Why is this?  Fischer presents various explanations: the mismeasurement of GDP growth; low business investment; a slowdown in new technology that could boost productivity; and/or the failure any new technology to spread to wider sections of the economy.

The first explanation has a lot of support.  The argument is that the traditional measure of output, the Gross Domestic Product, is a very poor measure of ‘welfare’ or the production of people’s needs.  This argument has been most well presented in a book by Diane Coyle. (http://www.enlightenmenteconomics.com.) called GDP: A Brief But Affectionate History .  Coyle argues that GDP is an ‘abstract’ idea (as it clearly is) that leaves out important services and benefits and puts in unnecessary additions.  Here is one example offered by John Mauldin: “If I purchase a solar energy system for my home, that purchased immediately adds its cost to GDP. But if I then remove myself from the power grid I am no longer sending the electric company $1000 a month and that reduces GDP by that amount. Yet I am consuming the exact same amount of electricity! My lifestyle hasn’t changed and yet my disposable income has risen.”

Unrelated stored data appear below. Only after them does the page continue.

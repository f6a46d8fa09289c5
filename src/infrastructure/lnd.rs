use crate::domain::ports::{PaymentNode, SettlementEvent, SettlementStream};
use crate::domain::price::Satoshis;
use crate::error::{MeterError, Result};
use async_trait::async_trait;
use futures_util::{StreamExt, TryStreamExt, future};
use serde::{Deserialize, Serialize};
use std::io;
use std::path::PathBuf;
use std::time::Duration;
use tokio_util::codec::{FramedRead, LinesCodec};
use tokio_util::io::StreamReader;
use tracing::{debug, info};

const MACAROON_HEADER: &str = "Grpc-Metadata-macaroon";
const CONNECT_TIMEOUT: Duration = Duration::from_secs(10);
const REQUEST_TIMEOUT: Duration = Duration::from_secs(30);
/// Idle-connection check interval, so a silently dropped invoice feed ends in an error.
const TCP_KEEPALIVE: Duration = Duration::from_secs(30);
/// Upper bound on one JSON line of the invoice feed.
const MAX_LINE_LENGTH: usize = 1 << 20;

#[derive(Debug, Clone, PartialEq, Eq)]
pub struct LndConfig {
    /// REST endpoint, e.g. `https://localhost:8080`.
    pub url: String,
    pub macaroon_path: PathBuf,
    pub cert_path: PathBuf,
}

#[derive(Serialize)]
struct AddInvoiceRequest<'a> {
    // int64 fields travel as strings over the REST gateway.
    value: String,
    memo: &'a str,
}

#[derive(Deserialize)]
struct AddInvoiceResponse {
    payment_request: String,
}

#[derive(Deserialize)]
struct GetInfoResponse {
    #[serde(default)]
    alias: String,
}

#[derive(Deserialize)]
struct StreamLine {
    result: Option<InvoiceUpdate>,
    error: Option<serde_json::Value>,
}

#[derive(Deserialize)]
struct InvoiceUpdate {
    #[serde(default)]
    payment_request: String,
    #[serde(default)]
    state: Option<String>,
    #[serde(default)]
    settled: bool,
}

/// LND client over its REST gateway.
///
/// Authenticates with the hex-encoded macaroon header and trusts only the
/// node's own TLS certificate.
pub struct LndClient {
    http: reqwest::Client,
    base: String,
    macaroon: String,
}

impl LndClient {
    /// Loads the credentials and builds the HTTP client without contacting the node.
    pub async fn new(config: &LndConfig) -> Result<Self> {
        let macaroon = tokio::fs::read(&config.macaroon_path).await.map_err(|e| {
            MeterError::StartupError(format!(
                "Could not read macaroon {}: {e}",
                config.macaroon_path.display()
            ))
        })?;
        let cert_pem = tokio::fs::read(&config.cert_path).await.map_err(|e| {
            MeterError::StartupError(format!(
                "Could not read TLS certificate {}: {e}",
                config.cert_path.display()
            ))
        })?;
        let cert = reqwest::Certificate::from_pem(&cert_pem)
            .map_err(|e| MeterError::StartupError(format!("Invalid TLS certificate: {e}")))?;

        let http = http_client(Some(cert))?;

        Ok(Self {
            http,
            base: config.url.trim_end_matches('/').to_string(),
            macaroon: hex::encode(macaroon),
        })
    }

    /// Like [`LndClient::new`], then checks that the node answers.
    pub async fn connect(config: &LndConfig) -> Result<Self> {
        let client = Self::new(config).await?;
        let info: GetInfoResponse = client
            .get("/v1/getinfo")
            .await
            .map_err(|e| MeterError::StartupError(format!("LND node unreachable: {e}")))?;
        info!(url = %client.base, alias = %info.alias, "Connected to LND");
        Ok(client)
    }

    fn url(&self, path: &str) -> String {
        format!("{}{}", self.base, path)
    }

    async fn get<T: for<'de> Deserialize<'de>>(&self, path: &str) -> Result<T> {
        let response = self
            .http
            .get(self.url(path))
            .header(MACAROON_HEADER, &self.macaroon)
            .timeout(REQUEST_TIMEOUT)
            .send()
            .await
            .and_then(reqwest::Response::error_for_status)
            .map_err(|e| MeterError::upstream("LND request failed", e))?;
        response
            .json()
            .await
            .map_err(|e| MeterError::upstream("Malformed LND response", e))
    }
}

/// No overall timeout: the invoice subscription stays open indefinitely, and
/// TCP keepalive is what detects a peer that vanished mid-stream.
fn http_client(root: Option<reqwest::Certificate>) -> Result<reqwest::Client> {
    let mut builder = reqwest::Client::builder()
        .connect_timeout(CONNECT_TIMEOUT)
        .tcp_keepalive(TCP_KEEPALIVE);
    if let Some(cert) = root {
        builder = builder.add_root_certificate(cert);
    }
    builder
        .build()
        .map_err(|e| MeterError::StartupError(format!("Could not build HTTP client: {e}")))
}

#[async_trait]
impl PaymentNode for LndClient {
    async fn issue_invoice(&self, amount: Satoshis, memo: &str) -> Result<String> {
        let body = AddInvoiceRequest {
            value: amount.value().to_string(),
            memo,
        };
        let response = self
            .http
            .post(self.url("/v1/invoices"))
            .header(MACAROON_HEADER, &self.macaroon)
            .timeout(REQUEST_TIMEOUT)
            .json(&body)
            .send()
            .await
            .and_then(reqwest::Response::error_for_status)
            .map_err(|e| MeterError::upstream("Could not add invoice", e))?;
        let invoice: AddInvoiceResponse = response
            .json()
            .await
            .map_err(|e| MeterError::upstream("Malformed add-invoice response", e))?;

        if invoice.payment_request.is_empty() {
            return Err(MeterError::UpstreamError(
                "LND returned an empty payment request".to_string(),
            ));
        }
        debug!(amount = %amount, "Invoice added");
        Ok(invoice.payment_request)
    }

    async fn subscribe_settlements(&self) -> Result<SettlementStream> {
        let response = self
            .http
            .get(self.url("/v1/invoices/subscribe"))
            .header(MACAROON_HEADER, &self.macaroon)
            .send()
            .await
            .and_then(reqwest::Response::error_for_status)
            .map_err(|e| MeterError::upstream("Could not subscribe to invoices", e))?;

        let bytes = response.bytes_stream().map_err(io::Error::other);
        let lines = FramedRead::new(
            StreamReader::new(bytes),
            LinesCodec::new_with_max_length(MAX_LINE_LENGTH),
        );

        let events = lines.filter_map(|line| {
            future::ready(match line {
                Ok(line) => parse_settlement_line(&line).transpose(),
                Err(e) => Some(Err(MeterError::upstream("Invoice stream broke", e))),
            })
        });
        Ok(events.boxed())
    }
}

/// Decodes one line of the invoice subscription.
///
/// Blank keep-alive lines yield `None`. An `error` object terminates the feed.
pub fn parse_settlement_line(line: &str) -> Result<Option<SettlementEvent>> {
    let line = line.trim();
    if line.is_empty() {
        return Ok(None);
    }

    let parsed: StreamLine = serde_json::from_str(line)
        .map_err(|e| MeterError::upstream("Malformed invoice update", e))?;
    if let Some(error) = parsed.error {
        return Err(MeterError::UpstreamError(format!(
            "Invoice stream error: {error}"
        )));
    }

    Ok(parsed.result.map(|invoice| SettlementEvent {
        settled: invoice.settled || invoice.state.as_deref() == Some("SETTLED"),
        payment_request: invoice.payment_request,
    }))
}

Yes, but what Coyle’s critique fails to recognise is that GDP is not designed to measure ‘benefits’ to people but productive gains for the capitalist mode of production.  Electricity on the grid is part of the market, electricity made at home is not; cleaning houses and office for money is part of the market and is included in GDP; cleaning your home yourself is not marketable and so is not in GDP.  That makes perfect sense from the point of capitalism, if not from people’s welfare.  As Mauldin says “GDP is a financial construct at its heart, a political and philosophical abstraction. It is a necessary part of the management of the country, because, as with any enterprise, if you can’t measure it you can’t determine if what you are doing is productive”.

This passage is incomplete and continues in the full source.